### Work to complete
All lines in the entries below that hold "CancellationToken" make up the answer.

### Source information
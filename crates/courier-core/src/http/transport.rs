//! The transport seam
//!
//! The pipeline never speaks HTTP itself. It hands an encoded
//! [`RequestDescriptor`] to a [`Transport`] and classifies whatever comes back.

use crate::http::error::TransportError;
use crate::types::{RequestDescriptor, TransportResponse};
use async_trait::async_trait;
use serde_json::Value;

/// Sends encoded requests
///
/// Implementations return every response the server produced, whatever its
/// status, and fail only when no usable response was obtained.
#[async_trait]
pub trait Transport: Send + Sync {
    async fn send(&self, request: RequestDescriptor) -> Result<TransportResponse, TransportError>;
}

/// Parse a response body: JSON if possible, else text, `Null` when empty
pub fn parse_body(bytes: &[u8]) -> Value {
    if bytes.is_empty() {
        return Value::Null;
    }
    serde_json::from_slice(bytes)
        .unwrap_or_else(|_| Value::String(String::from_utf8_lossy(bytes).into_owned()))
}
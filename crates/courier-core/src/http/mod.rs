//! HTTP request pipeline
//!
//! This module provides:
//! - Content-type driven body encoding (JSON, urlencoded, multipart)
//! - A transport seam with a reqwest implementation
//! - Classification of every failure into the transport/http/backend taxonomy
//! - An injectable network probe consulted during classification
//! - The per-request pipeline tying these together

pub mod classifier;
pub mod client;
pub mod codec;
pub mod error;
pub mod pipeline;
pub mod probe;
pub mod transport;

pub use classifier::{ErrorClassifier, HttpCondition, StatusTable, TransportCondition};
pub use client::{create_request, ReqwestTransport};
pub use codec::{encode, CodecError, ContentType};
pub use error::{CustomError, ErrorKind, RequestError, TransportError, TransportErrorCode};
pub use pipeline::{RequestPipeline, Stage};
pub use probe::{AssumeOnline, NetworkProbe, StaticProbe, SystemProbe};
pub use transport::Transport;

// Re-export commonly used types
pub use reqwest::{Method, StatusCode};
//! Configuration and constants

pub mod defaults;
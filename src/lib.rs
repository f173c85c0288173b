//! Phasebuild - native-project build orchestrator
//!
//! Drives a fixed sequence of build phases, invoking plugins bound to each
//! phase, and resolves, caches, fetches and publishes binary packages for
//! architecture/platform/toolchain variants.
//!
//! # Architecture
//!
//! The crate is organized into several modules:
//!
//! - [`cli`] - Command-line interface parsing and output formatting
//! - [`core`] - Phases, descriptors, resolution, plugins and orchestration
//! - [`registry`] - Package cache and repository client
//! - [`infra`] - Infrastructure layer (network, filesystem, checksums)
//! - [`config`] - Configuration constants
//! - [`error`] - Error types and handling

pub mod cli;
pub mod config;
pub mod core;
pub mod error;
pub mod infra;
pub mod registry;

#[cfg(test)]
pub mod test_utils;
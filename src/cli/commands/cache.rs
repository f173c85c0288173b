//! CLI command for `phasebuild cache`

use anyhow::{Context, Result};

use crate::cli::output::OutputConfig;
use crate::infra::dirs::PhasebuildDirs;
use crate::infra::filesystem::format_size;
use crate::registry::PackageCache;

/// Execute cache info subcommand
pub fn execute_info(dirs: &PhasebuildDirs, output: OutputConfig) -> Result<()> {
    let info = PackageCache::new(dirs.package_cache_dir()).info();

    println!("Location: {}", info.path.display());
    println!("Size: {}", info.format_size());
    println!("Packages: {}", info.entry_count);

    if !info.exists {
        output.warning("Cache directory does not exist (empty cache)");
    }
    Ok(())
}

/// Execute cache clean subcommand
pub async fn execute_clean(dirs: &PhasebuildDirs, output: OutputConfig) -> Result<()> {
    let cache = PackageCache::new(dirs.package_cache_dir());
    let freed = cache.clean().await.context("Failed to clean cache")?;
    if freed > 0 {
        output.success(&format!("Cache cleared ({} freed)", format_size(freed)));
    } else {
        output.success("Cache was already empty");
    }
    Ok(())
}
//! Infrastructure layer
//!
//! Handles all I/O primitives: network transfers, digests, and filesystem.

pub mod checksum;
pub mod dirs;
pub mod download;
pub mod filesystem;
impl<'a, S: PackageSource + ?Sized> Resolver<'a, S> {
    /// Resolver materializing binaries for `target` (agnostic when `None`)
    pub fn new(source: &'a S, target: Option<TargetTriple>) -> Self {
        Self {
            source,
            target,
            parallelism: 1,
            cancel: CancellationToken::new(),
        }
    }

    /// Materialize up to `n` packages concurrently
    #[must_use]
    pub fn with_parallelism(mut self, n: usize) -> Self {
        self.parallelism = n.max(1);
        self
    }

    #[must_use]
    pub fn with_cancellation(mut self, token: CancellationToken) -> Self {
        self.cancel = token;
        self
    }

    fn check_cancelled(&self) -> Result<(), ResolverError> {
        if self.cancel.is_cancelled() {
            Err(ResolverError::Cancelled)
        } else {
            Ok(())
        }
    }

    /// Resolve the dependencies of `root` and materialize those `filter` admits
    ///
    /// Discovery always walks every declared scope, so the versions chosen
    /// are the same whichever phases the run covers. `filter` only decides
    /// which of the resolved packages are fetched.
    pub async fn resolve(
        &self,
        root: &PackageIdentity,
        dependencies: &[DependencySpec],
        filter: ScopeSet,
    ) -> Result<Resolution, ResolverError> {
        let declared = merge_root_declarations(dependencies)?;
        let root_coordinate = root.coordinate();

        // Step 1: discovery
        let mut nodes: HashMap<Coordinate, Node> = HashMap::new();
        let mut order: Vec<Coordinate> = Vec::new();
        let mut edges: Vec<Edge> = Vec::new();
        let mut queue: VecDeque<Pending> = declared
            .into_iter()
            .map(|spec| Pending { parent: None, spec })
            .collect();

        while let Some(Pending { parent, spec }) = queue.pop_front() {
            self.check_cancelled()?;
            let coordinate = spec.coordinate.clone();

            if parent.is_some() && spec.scopes.is_only(Scope::Test) {
                continue;
            }

            edges.push(Edge {
                parent: parent.clone(),
                child: coordinate.clone(),
                declared: spec.scopes,
            });

            if coordinate == root_coordinate {
                // Closes a cycle through the project; reported after discovery
                continue;
            }

            if let Some(existing) = nodes.get_mut(&coordinate) {
                if let Some(version) = &spec.version {
                    if version != &existing.identity.version {
                        tracing::debug!(
                            "{coordinate}@{version} omitted: {} is nearer",
                            existing.identity
                        );
                    }
                }
                if !existing.expanded && expands(spec.scopes) {
                    existing.expanded = true;
                    enqueue_children(&mut queue, existing);
                }
                continue;
            }

            let version = match &spec.version {
                Some(version) => version.clone(),
                None => self
                    .source
                    .resolve_version(&coordinate)
                    .await?
                    .ok_or_else(|| ResolverError::NoVersion {
                        package: coordinate.to_string(),
                    })?,
            };
            let identity = coordinate.with_version(version);
            let metadata = self.source.metadata(&identity).await?;

            let mut node = Node {
                identity,
                metadata,
                expanded: false,
            };
            if expands(spec.scopes) {
                node.expanded = true;
                enqueue_children(&mut queue, &node);
            }
            order.push(coordinate.clone());
            nodes.insert(coordinate, node);
        }

        // Step 2: scope propagation
        let scopes = propagate_scopes(&edges, &nodes);

        // Step 3: ordering
        let mut graph = DependencyGraph::new();
        let root_key = root.to_string();
        let key_of = |c: &Coordinate| -> String {
            if c == &root_coordinate {
                root_key.clone()
            } else {
                nodes
                    .get(c)
                    .map_or_else(|| c.to_string(), |n| n.identity.to_string())
            }
        };
        graph.add_package(
            &root_key,
            edges
                .iter()
                .filter(|e| e.parent.is_none())
                .map(|e| key_of(&e.child))
                .collect(),
        );
        for coordinate in &order {
            let deps = edges
                .iter()
                .filter(|e| e.parent.as_ref() == Some(coordinate))
                .map(|e| key_of(&e.child))
                .collect();
            graph.add_package(&key_of(coordinate), deps);
        }
        let sorted = graph.topological_sort()?;

        let by_key: HashMap<String, &Coordinate> =
            order.iter().map(|c| (key_of(c), c)).collect();
        let selected: Vec<(&Node, ScopeSet)> = sorted
            .iter()
            .filter_map(|key| by_key.get(key))
            .filter_map(|c| {
                let node = nodes.get(*c)?;
                let node_scopes = scopes.get(*c).copied().unwrap_or_default();
                (!node_scopes.intersection(filter).is_empty()).then_some((node, node_scopes))
            })
            .collect();

        // Step 4: materialization
        self.check_cancelled()?;
        let packages: Vec<ResolvedPackage> = futures::stream::iter(selected)
            .map(|(node, node_scopes)| self.materialize(node, node_scopes))
            .buffered(self.parallelism)
            .try_collect()
            .await?;

        tracing::info!("Resolved {} dependencies of {root}", packages.len());
        Ok(Resolution { packages })
    }

    async fn materialize(&self, node: &Node, scopes: ScopeSet) -> Result<ResolvedPackage, ResolverError> {
        self.check_cancelled()?;
        let variant = if scopes.is_only(Scope::Shallow) {
            PackageVariant::agnostic(node.identity.clone())
        } else {
            PackageVariant::new(node.identity.clone(), self.target.clone())
        };

        let materialized = match self.source.materialize(&variant).await {
            Ok(m) => m,
            Err(RepositoryError::Cancelled { .. }) => return Err(ResolverError::Cancelled),
            Err(e) => return Err(e.into()),
        };

        Ok(ResolvedPackage {
            variant,
            checksum: materialized.checksum,
            location: materialized.location,
            dependencies: node.metadata.dependencies.clone(),
            scopes,
            build: node.metadata.build.clone(),
        })
    }
}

### Problem solution
            cancel: CancellationToken::new(),
    pub fn with_cancellation(mut self, token: CancellationToken) -> Self {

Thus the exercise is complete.